## What is being asked
In the entries below, find the line with "pub fn encapsulate(&self, payload: &[u8])" and the line with "header and payload". Print those two and everything between them exactly, and nothing else.

==*==

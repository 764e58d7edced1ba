//! UDP request header
//!
//! ```text
//! +-----+------+------+----------+----------+----------+
//! | RSV | FRAG | ATYP | DST.ADDR | DST.PORT |   DATA   |
//! +-----+------+------+----------+----------+----------+
//! |  2  |  1   |  1   | Variable |    2     | Variable |
//! +-----+------+------+----------+----------+----------+
//! ```
//!
//! Only the header is a message; the payload is whatever follows it.

use super::{address, WireMessage};
use crate::error::DecodeError;
use crate::socks::consts::SOCKS5_RESERVED;
use bytes::{BufMut, Bytes, BytesMut};
use std::net::SocketAddr;

/// Header prefixed to every datagram on a UDP association
#[derive(Debug, Clone, Copy, PartialEq, Eq)]
pub struct UdpRequestHeader {
    /// Fragment number, 0 for standalone datagrams
    pub fragment: u8,
    /// Destination (outbound) or source (inbound) of the payload
    pub address: SocketAddr,
}

impl UdpRequestHeader {
    /// Header for an unfragmented datagram
    pub fn new(address: SocketAddr) -> Self {
        UdpRequestHeader {
            fragment: 0,
            address,
        }
    }

    /// Whether the datagram is part of a fragment sequence
    pub fn is_fragmented(&self) -> bool {
        self.fragment != 0
    }

    /// Header followed by `payload` in one buffer
    pub fn encapsulate(&self, payload: &[u8]) -> Bytes {
        let mut buf = BytesMut::with_capacity(self.encoded_len() + payload.len());
        self.write_to_buf(&mut buf);
        buf.put_slice(payload);
        buf.freeze()
    }

    /// Split a datagram into its header and payload
    pub fn strip(datagram: &[u8]) -> Result<(Self, &[u8]), DecodeError> {
        let (header, consumed) = UdpRequestHeader::decode(datagram)?;
        Ok((header, &datagram[consumed..]))
    }
}

impl WireMessage for UdpRequestHeader {
    fn encoded_len(&self) -> usize {
        address::encoded_len(&self.address)
    }

    fn write_to_buf<B: BufMut>(&self, buf: &mut B) {
        address::write(
            buf,
            [SOCKS5_RESERVED, SOCKS5_RESERVED, self.fragment],
            &self.address,
        );
    }

    fn decode(input: &[u8]) -> Result<(Self, usize), DecodeError> {
        let (fragment, address, consumed) = address::decode(input, |[rsv0, rsv1, frag]| {
            if rsv0 != SOCKS5_RESERVED || rsv1 != SOCKS5_RESERVED {
                return Err(DecodeError::Malformed("non-zero reserved field"));
            }
            Ok(frag)
        })?;
        Ok((UdpRequestHeader { fragment, address }, consumed))
    }
}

==*==

## Solution to this exercise
    pub fn encapsulate(&self, payload: &[u8]) -> Bytes {
        let mut buf = BytesMut::with_capacity(self.encoded_len() + payload.len());
        self.write_to_buf(&mut buf);
        buf.put_slice(payload);
        buf.freeze()
    }

    /// Split a datagram into its header and payload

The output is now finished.